Work instruction: How many lines of these entries hold the string "bail"? Reply with the number alone.

-- Opening Marker --

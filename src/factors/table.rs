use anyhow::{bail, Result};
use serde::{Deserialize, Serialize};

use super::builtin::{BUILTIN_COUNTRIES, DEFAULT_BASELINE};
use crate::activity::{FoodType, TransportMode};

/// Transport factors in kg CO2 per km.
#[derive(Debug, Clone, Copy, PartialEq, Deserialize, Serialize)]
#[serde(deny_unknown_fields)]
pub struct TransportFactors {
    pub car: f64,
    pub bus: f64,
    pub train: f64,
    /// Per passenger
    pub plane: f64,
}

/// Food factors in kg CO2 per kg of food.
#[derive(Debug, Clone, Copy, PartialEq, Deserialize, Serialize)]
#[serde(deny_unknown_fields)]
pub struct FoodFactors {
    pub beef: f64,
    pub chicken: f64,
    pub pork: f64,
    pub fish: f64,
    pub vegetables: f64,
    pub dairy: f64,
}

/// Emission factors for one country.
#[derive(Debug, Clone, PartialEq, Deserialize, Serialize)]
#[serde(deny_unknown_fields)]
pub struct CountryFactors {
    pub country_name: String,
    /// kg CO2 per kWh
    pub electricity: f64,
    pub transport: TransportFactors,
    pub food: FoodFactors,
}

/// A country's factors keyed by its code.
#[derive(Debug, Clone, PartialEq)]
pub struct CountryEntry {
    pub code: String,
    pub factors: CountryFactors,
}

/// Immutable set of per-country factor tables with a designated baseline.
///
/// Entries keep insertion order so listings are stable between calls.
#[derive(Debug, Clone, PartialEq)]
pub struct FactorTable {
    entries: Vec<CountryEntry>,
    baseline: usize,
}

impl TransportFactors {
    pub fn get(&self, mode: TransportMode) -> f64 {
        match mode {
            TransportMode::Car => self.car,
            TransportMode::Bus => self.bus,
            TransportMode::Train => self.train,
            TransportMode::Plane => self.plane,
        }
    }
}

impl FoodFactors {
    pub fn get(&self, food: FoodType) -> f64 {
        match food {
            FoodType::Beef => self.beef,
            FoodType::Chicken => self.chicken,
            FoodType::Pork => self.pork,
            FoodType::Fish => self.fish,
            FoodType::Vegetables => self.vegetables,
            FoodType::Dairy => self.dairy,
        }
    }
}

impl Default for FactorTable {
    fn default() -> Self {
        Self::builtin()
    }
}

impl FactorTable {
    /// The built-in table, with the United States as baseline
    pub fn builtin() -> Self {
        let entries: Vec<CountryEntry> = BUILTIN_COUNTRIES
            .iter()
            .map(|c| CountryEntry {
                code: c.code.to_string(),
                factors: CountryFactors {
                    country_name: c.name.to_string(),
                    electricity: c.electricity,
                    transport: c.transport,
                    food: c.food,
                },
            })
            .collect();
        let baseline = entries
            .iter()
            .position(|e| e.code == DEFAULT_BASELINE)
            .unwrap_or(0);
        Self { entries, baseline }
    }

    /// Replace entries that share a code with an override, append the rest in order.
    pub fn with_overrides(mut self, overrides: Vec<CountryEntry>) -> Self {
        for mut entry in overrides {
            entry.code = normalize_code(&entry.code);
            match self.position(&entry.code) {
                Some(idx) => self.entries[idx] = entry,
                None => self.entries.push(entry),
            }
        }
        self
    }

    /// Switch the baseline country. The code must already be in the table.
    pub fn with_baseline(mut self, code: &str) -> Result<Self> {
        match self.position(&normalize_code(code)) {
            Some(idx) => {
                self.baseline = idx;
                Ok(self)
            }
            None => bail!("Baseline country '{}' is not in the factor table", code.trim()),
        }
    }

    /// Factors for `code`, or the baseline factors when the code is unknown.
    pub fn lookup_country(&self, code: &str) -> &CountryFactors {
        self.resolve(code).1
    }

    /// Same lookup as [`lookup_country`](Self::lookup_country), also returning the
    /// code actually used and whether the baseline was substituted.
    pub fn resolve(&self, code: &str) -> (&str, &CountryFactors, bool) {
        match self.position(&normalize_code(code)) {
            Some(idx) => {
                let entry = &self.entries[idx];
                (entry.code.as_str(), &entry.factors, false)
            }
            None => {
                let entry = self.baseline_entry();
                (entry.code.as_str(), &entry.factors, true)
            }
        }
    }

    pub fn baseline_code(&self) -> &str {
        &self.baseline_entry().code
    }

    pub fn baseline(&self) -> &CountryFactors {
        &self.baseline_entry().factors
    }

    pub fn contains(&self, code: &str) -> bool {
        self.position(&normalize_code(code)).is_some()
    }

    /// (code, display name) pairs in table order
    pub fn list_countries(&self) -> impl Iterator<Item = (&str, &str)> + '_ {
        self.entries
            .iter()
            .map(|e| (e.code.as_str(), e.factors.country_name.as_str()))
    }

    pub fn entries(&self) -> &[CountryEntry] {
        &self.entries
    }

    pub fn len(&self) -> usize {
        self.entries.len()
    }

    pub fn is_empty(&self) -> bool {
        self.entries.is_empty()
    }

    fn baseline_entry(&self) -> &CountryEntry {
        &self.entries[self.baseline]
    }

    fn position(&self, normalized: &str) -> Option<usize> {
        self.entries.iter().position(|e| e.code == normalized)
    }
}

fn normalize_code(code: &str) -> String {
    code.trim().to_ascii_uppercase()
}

-- Closing Marker --

Answer box: 2